I have read and followed the contributing guidelines
The functionality is complete
I have commented my code, particularly in hard-to-understand areas
I have made corresponding changes to the documentation
My changes generate no new warnings
I have added tests that prove my fix is effective or that my feature works
New and existing unit tests pass locally with my changes

Signed-off-by: Abhishek <abhi.dtu11@gmail.com>

greptile-apps · 2026-04-05T06:36:04Z

Greptile Summary

This PR adds a grouped unswizzle operation for MXFP8 scaling factors, providing the inverse of the existing nvte_swizzle_grouped_scaling_factors. The implementation closely mirrors the swizzle path: new device kernels (grouped_unswizzle_row/col_scaling_uniform_shape_kernel) delegate to the pre-existing single-tensor unswizzle_row/col_scaling_kernel_impl, and the host function unswizzle_grouped_scaling_factors follows the same structure as its swizzle counterpart. A public C API entry point is declared in swizzle.h. Tests cover nine shape combinations (aligned, M-padding only, K-padding only, both) for both standalone unswizzle correctness (compared against a CPU reference) and a full swizzle→unswizzle round-trip.

Key concerns:

Missing input data guard (logic bug): unswizzle_grouped_scaling_factors derives has_rowwise_scale_inv/has_columnwise_scale_inv from the output tensor, but never checks that the corresponding input buffers have data. Passing a null input->scale_inv.dptr to the CUDA kernel will cause a memory fault. Every other unswizzle variant in the file guards against this; the same guard should be added here.
Input shape uniformity not validated: Only output->all_same_shape() is checked; input->all_same_shape() is not, unlike the swizzle path which validates its driving tensor's shape uniformity.

Confidence Score: 3/5

Not safe to merge as-is — missing input data availability check can cause a null-pointer dereference in the CUDA kernel at runtime.
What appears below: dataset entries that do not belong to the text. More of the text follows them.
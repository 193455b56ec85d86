// Geometries module: shape representations, point algebra and the collision matrix
// This module provides every 2D primitive the engine's colliders, spatial index and renderer consume

// ======================== MODULE DECLARATIONS ========================
pub mod collider;
pub mod collision;
pub mod geometry2d;
pub mod geometry2d_bounding_box;
pub mod intersection;
pub mod point;
pub mod point_pair;
pub mod shape;

// Test modules
mod _tests_collider;
mod _tests_intersection;
mod _tests_point;

// ======================== POINT ALGEBRA ========================
pub use point::Point; // type - nalgebra::Vector2<f64>, doubles as point and free vector
// point free functions:
//   point(x, y) -> Point                                  - constructor shorthand
//   scale(p, factor) / scale_by(p, factors) -> Point      - uniform / componentwise scaling
//   dot(a, b) / cross(a, b) -> f64                        - dot product / z of the 3D cross product
//   length(p) / distance(a, b) / distance_squared(a, b)   - Euclidean measures
//   normalized(p, target_length) -> Point                 - rescale, zero vector for zero input
//   rotate(p, angle, center) -> Point                     - rotation in radians around a center
//   reflect(p, over: &PointPair) -> Point                 - mirror across an infinite line
//   lerp(a, b, t) / project(p, onto) / midpoint(a, b)     - interpolation and projection
//   angle(p) / angle_between(from, to)                    - polar angles, (-π, π] and [0, 2π)
//   angle_difference(to, from) -> f64                     - signed shortest delta in (-π, π]
//   points_equal(a, b, config) / point_hash(p, config)    - tolerance equality and rounded key
//   orientation(a, b, c) -> f64                           - doubled signed triangle area

// ======================== POINT PAIRS ========================
pub use point_pair::{
    PairKind,  // enum - Line (infinite), Ray (from a through b), Segment (bounded)
    PointPair, // struct - two points plus a PairKind
};
// PointPair impl methods:
//   line(a, b) / ray(a, b) / segment(a, b) -> Self       - constructors per kind
//   slope(&self) -> f64                                   - ±∞ for vertical pairs, never NaN
//   y_intercept / y_at_x / x_at_y -> Option<f64>          - None outside the extent
//   closest_point(&self, p) -> Point                      - projection clamped to the extent
//   contains_point / within_extent / is_degenerate        - tolerance predicates
//   bounds / translate / rotate / hash_key / approx_eq    - shared shape operations

// ======================== SHAPES ========================
pub use geometry2d::{
    Circle,     // struct - center + radius
    Geometry2D, // trait - per-shape operations (bounds, center, area, vertices, segments, ...)
    Polygon,    // struct - counter-clockwise vertex list, winding-number containment
    Rectangle,  // struct - axis-aligned (x, y, w, h), (x, y) is the top-left corner
    Triangle,   // struct - three points, may be degenerate
};
// Geometry2D trait methods:
//   contains_point(&self, point, config) -> bool          - closed containment
//   bounding_box(&self) -> BoundingBox2D                  - axis-aligned bounds
//   center(&self) -> Point                                - centroid
//   area(&self) -> f64                                    - enclosed area
//   vertices(&self) / segments(&self)                     - outline for rendering and collision
//   translate(&self, offset) -> Self                      - moved copy
//   approx_eq(&self, other, config) / hash_key(&self, config) - tolerance equality and key
//   distance_to_point(&self, point, config) -> f64        - 0 when contained

pub use shape::{
    Shape,     // enum - tagged union over all shapes, used for heterogeneous dispatch
    ShapeKind, // enum - the eight kinds, plus structural JSON classification
};

pub use geometry2d_bounding_box::BoundingBox2D; // struct - min/max corners, may be infinite

// ======================== QUERIES ========================
pub use intersection::{
    intersect_circle_pair, // fn(&Circle, &PointPair) -> Vec<Point>
    intersect_pairs,       // fn(&PointPair, &PointPair) -> Option<Point>
    intersections,         // fn(&PointPair, &[Shape]) -> Vec<Point>
};
pub use collision::{
    collide,        // fn(&Shape, &Shape) -> bool
    collide_offset, // fn(&Shape, &Shape, offset_a, offset_b) -> bool
    collide_values, // fn(&Value, &Value) -> Result<bool, GeometryError>
    collide_with,   // fn(&Shape, &Shape, offset_a, offset_b, &GeometryConfig) -> bool
    rect_point,     // fn(x, y, w, h, px, py) -> bool - closed, for the spatial index
    rect_rect,      // fn(x1, y1, w1, h1, x2, y2, w2, h2) -> bool - strict, for the spatial index
};
pub use collider::Collider; // struct - local shape + explicitly recomputed world bounds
The overall structure mirrors the well-tested swizzle path and test coverage is thorough across shape combinations, but the absence of the input->scale_inv.has_data() guard (present in every other unswizzle variant in this file) is a concrete logic bug that can crash at runtime when a caller provides an output tensor with scale data but a mismatched or empty input tensor.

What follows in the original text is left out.